Top of Records shown

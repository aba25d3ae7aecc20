//! Scripted stand-in for `wpa_cli` used by the integration tests.
//!
//! The daemon side keeps a small simulated supplicant (network table,
//! status fields, scan table) and answers commands the way the interactive
//! channel does: reply lines followed by the `> ` prompt. Events are written
//! as `\r<level>CTRL-...\n> `.

#![allow(dead_code)]

use std::collections::BTreeMap;
use std::sync::atomic::{AtomicUsize, Ordering};
use std::sync::{Arc, Mutex, MutexGuard};
use std::time::Duration;
use tokio::io::{AsyncBufReadExt, AsyncWriteExt, BufReader, DuplexStream, duplex};
use tokio::sync::mpsc;
use wpactl::{ClientConfig, WpaClient};

#[derive(Debug, Clone)]
pub struct SimNetwork {
    pub id: u32,
    pub ssid: String,
    pub flags: String,
    pub fields: BTreeMap<String, String>,
}

/// Simulated supplicant state.
#[derive(Debug, Default)]
pub struct SimState {
    pub networks: Vec<SimNetwork>,
    pub next_id: u32,
    pub status: Vec<(String, String)>,
    pub scan_table: Vec<String>,
    /// Commands matching the prefix are answered with the reply.
    pub overrides: Vec<(String, String)>,
    /// Commands matching the prefix are never answered.
    pub silent: Vec<String>,
    /// Replies to commands matching the prefix are held back.
    pub delayed: Vec<(String, Duration)>,
    /// Written right before the next reply.
    pub events_before_reply: Vec<String>,
    /// Written after the reply to `SELECT_NETWORK`.
    pub on_select: Vec<String>,
    /// Written after the reply to `SCAN`.
    pub on_scan: Vec<String>,
    pub saves: usize,
}

struct Response {
    delay: Duration,
    lines: Vec<String>,
    before: Vec<String>,
    after: Vec<String>,
}

impl SimState {
    pub fn add(&mut self, ssid: &str, flags: &str) -> u32 {
        let id = self.next_id;
        self.next_id += 1;
        self.networks.push(SimNetwork {
            id,
            ssid: ssid.to_string(),
            flags: flags.to_string(),
            fields: BTreeMap::new(),
        });
        id
    }

    pub fn network(&self, ssid: &str) -> Option<&SimNetwork> {
        self.networks.iter().find(|n| n.ssid == ssid)
    }

    fn respond(&mut self, command: &str) -> Option<Response> {
        if self.silent.iter().any(|prefix| matches(command, prefix)) {
            return None;
        }
        let delay = self
            .delayed
            .iter()
            .find(|(prefix, _)| matches(command, prefix))
            .map(|(_, delay)| *delay)
            .unwrap_or_default();
        let before = std::mem::take(&mut self.events_before_reply);
        let mut after = Vec::new();

        let overridden = self
            .overrides
            .iter()
            .find(|(prefix, _)| matches(command, prefix))
            .map(|(_, reply)| reply.clone());

        let lines = match overridden {
            Some(reply) => vec![reply],
            None => {
                let lines = self.execute(command);
                if command.starts_with("SELECT_NETWORK") {
                    after = self.on_select.clone();
                } else if command == "SCAN" {
                    after = self.on_scan.clone();
                }
                lines
            }
        };

        Some(Response {
            delay,
            lines,
            before,
            after,
        })
    }

    fn execute(&mut self, command: &str) -> Vec<String> {
        let mut words = command.splitn(4, ' ');
        let verb = words.next().unwrap_or_default();
        let id: Option<u32> = words.next().and_then(|id| id.parse().ok());
        let field = words.next();
        let value = words.next();

        let ok = |done: bool| vec![if done { "OK" } else { "FAIL" }.to_string()];

        match verb {
            "PING" => vec!["PONG".into()],
            "STATUS" => self
                .status
                .iter()
                .map(|(key, value)| format!("{key}={value}"))
                .collect(),
            "LIST_NETWORKS" => {
                let mut lines = vec!["network id / ssid / bssid / flags".to_string()];
                lines.extend(
                    self.networks
                        .iter()
                        .map(|n| format!("{}\t{}\tany\t{}", n.id, n.ssid, n.flags)),
                );
                lines
            }
            "ADD_NETWORK" => vec![self.add("", "[DISABLED]").to_string()],
            "SET_NETWORK" => {
                let (Some(field), Some(value)) = (field, value) else {
                    return ok(false);
                };
                let Some(network) = self.networks.iter_mut().find(|n| Some(n.id) == id) else {
                    return ok(false);
                };
                if field == "ssid" {
                    network.ssid = value.trim_matches('"').to_string();
                }
                network.fields.insert(field.to_string(), value.to_string());
                ok(true)
            }
            "GET_NETWORK" => self
                .networks
                .iter()
                .find(|n| Some(n.id) == id)
                .and_then(|n| field.and_then(|f| n.fields.get(f)))
                .map(|v| vec![v.clone()])
                .unwrap_or_else(|| ok(false)),
            "ENABLE_NETWORK" | "DISABLE_NETWORK" | "SELECT_NETWORK" => {
                if !self.networks.iter().any(|n| Some(n.id) == id) {
                    return ok(false);
                }
                for network in &mut self.networks {
                    let target = Some(network.id) == id;
                    match verb {
                        "ENABLE_NETWORK" if target => network.flags.clear(),
                        "DISABLE_NETWORK" if target => network.flags = "[DISABLED]".into(),
                        "SELECT_NETWORK" if target => network.flags = "[CURRENT]".into(),
                        "SELECT_NETWORK" => network.flags = "[DISABLED]".into(),
                        _ => {}
                    }
                }
                ok(true)
            }
            "REMOVE_NETWORK" => {
                let before = self.networks.len();
                self.networks.retain(|n| Some(n.id) != id);
                ok(self.networks.len() < before)
            }
            "SAVE_CONFIG" => {
                self.saves += 1;
                ok(true)
            }
            "SCAN" | "DISCONNECT" | "RECONNECT" | "REASSOCIATE" => ok(true),
            "SCAN_RESULTS" => {
                let mut lines = vec!["bssid / frequency / signal level / flags / ssid".to_string()];
                lines.extend(self.scan_table.iter().cloned());
                lines
            }
            _ => vec!["UNKNOWN COMMAND".into()],
        }
    }
}

/// Whole-word prefix match: `SCAN` matches `SCAN` but not `SCAN_RESULTS`.
fn matches(command: &str, prefix: &str) -> bool {
    command == prefix
        || command
            .strip_prefix(prefix)
            .is_some_and(|rest| rest.starts_with(' '))
}

type Output = Arc<tokio::sync::Mutex<Option<DuplexStream>>>;

/// Daemon end of a client/daemon pair.
pub struct FakeDaemon {
    state: Arc<Mutex<SimState>>,
    commands: Arc<Mutex<Vec<String>>>,
    max_in_flight: Arc<AtomicUsize>,
    output: Output,
}

pub fn test_config() -> ClientConfig {
    ClientConfig::new()
        .with_command_timeout(Duration::from_secs(2))
        .with_reply_settle(Duration::from_millis(50))
        .with_scan_timeout(Duration::from_secs(2))
        .with_connect_timeout(Duration::from_secs(2))
}

impl FakeDaemon {
    /// Starts a daemon answering immediately and a client connected to it.
    pub fn start(config: ClientConfig) -> (Self, WpaClient) {
        Self::start_with_delay(config, Duration::ZERO)
    }

    /// Like [`FakeDaemon::start`], but every reply is held back by `delay`.
    pub fn start_with_delay(config: ClientConfig, delay: Duration) -> (Self, WpaClient) {
        let (client_writer, daemon_reader) = duplex(64 * 1024);
        let (daemon_writer, client_reader) = duplex(64 * 1024);

        let daemon = Self {
            state: Arc::new(Mutex::new(SimState::default())),
            commands: Arc::new(Mutex::new(Vec::new())),
            max_in_flight: Arc::new(AtomicUsize::new(0)),
            output: Arc::new(tokio::sync::Mutex::new(Some(daemon_writer))),
        };

        let received = Arc::new(AtomicUsize::new(0));
        let answered = Arc::new(AtomicUsize::new(0));
        let (queue_tx, mut queue_rx) = mpsc::unbounded_channel::<String>();

        {
            let commands = daemon.commands.clone();
            let max_in_flight = daemon.max_in_flight.clone();
            let received = received.clone();
            let answered = answered.clone();
            tokio::spawn(async move {
                let mut lines = BufReader::new(daemon_reader).lines();
                while let Ok(Some(line)) = lines.next_line().await {
                    let total = received.fetch_add(1, Ordering::SeqCst) + 1;
                    let in_flight = total - answered.load(Ordering::SeqCst);
                    max_in_flight.fetch_max(in_flight, Ordering::SeqCst);
                    commands.lock().unwrap().push(line.clone());
                    if queue_tx.send(line).is_err() {
                        break;
                    }
                }
            });
        }

        {
            let state = daemon.state.clone();
            let output = daemon.output.clone();
            tokio::spawn(async move {
                while let Some(command) = queue_rx.recv().await {
                    let response = state.lock().unwrap().respond(&command);
                    let Some(response) = response else {
                        answered.fetch_add(1, Ordering::SeqCst);
                        continue;
                    };
                    let pause = delay.max(response.delay);
                    if !pause.is_zero() {
                        tokio::time::sleep(pause).await;
                    }
                    for event in &response.before {
                        write(&output, &format!("\r{event}\n")).await;
                    }
                    answered.fetch_add(1, Ordering::SeqCst);
                    write(&output, &format!("{}\n> ", response.lines.join("\n"))).await;
                    for event in &response.after {
                        write(&output, &format!("\r{event}\n> ")).await;
                    }
                }
            });
        }

        let client = WpaClient::from_io("wlan0", client_reader, client_writer, config);
        (daemon, client)
    }

    pub fn state(&self) -> MutexGuard<'_, SimState> {
        self.state.lock().unwrap()
    }

    /// Commands received so far, in arrival order.
    pub fn commands(&self) -> Vec<String> {
        self.commands.lock().unwrap().clone()
    }

    pub fn clear_commands(&self) {
        self.commands.lock().unwrap().clear();
    }

    /// Largest number of commands seen outstanding at once.
    pub fn max_in_flight(&self) -> usize {
        self.max_in_flight.load(Ordering::SeqCst)
    }

    /// Writes an unsolicited event line.
    pub async fn emit(&self, line: &str) {
        write(&self.output, &format!("\r{line}\n> ")).await;
    }

    /// Writes raw bytes to the client.
    pub async fn emit_raw(&self, raw: &str) {
        write(&self.output, raw).await;
    }

    /// Closes the daemon's output, as if `wpa_cli` exited.
    pub async fn hang_up(&self) {
        self.output.lock().await.take();
    }
}

async fn write(output: &Output, text: &str) {
    if let Some(stream) = output.lock().await.as_mut() {
        let _ = stream.write_all(text.as_bytes()).await;
        let _ = stream.flush().await;
    }
}

/// Polls `check` until it holds or one second passes.
pub async fn eventually(mut check: impl FnMut() -> bool) -> bool {
    for _ in 0..100 {
        if check() {
            return true;
        }
        tokio::time::sleep(Duration::from_millis(10)).await;
    }
    check()
}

Bottom of Records shown

How to complete this task =>
Set down exactly the lines from the one that contains "let _ = stream.write_all(text.as_bytes()).await;" to the final line above, both included, and nothing more.

Result of the exercise =>
        let _ = stream.write_all(text.as_bytes()).await;
        let _ = stream.flush().await;
    }
}

/// Polls `check` until it holds or one second passes.
pub async fn eventually(mut check: impl FnMut() -> bool) -> bool {
    for _ in 0..100 {
        if check() {
            return true;
        }
        tokio::time::sleep(Duration::from_millis(10)).await;
    }
    check()
}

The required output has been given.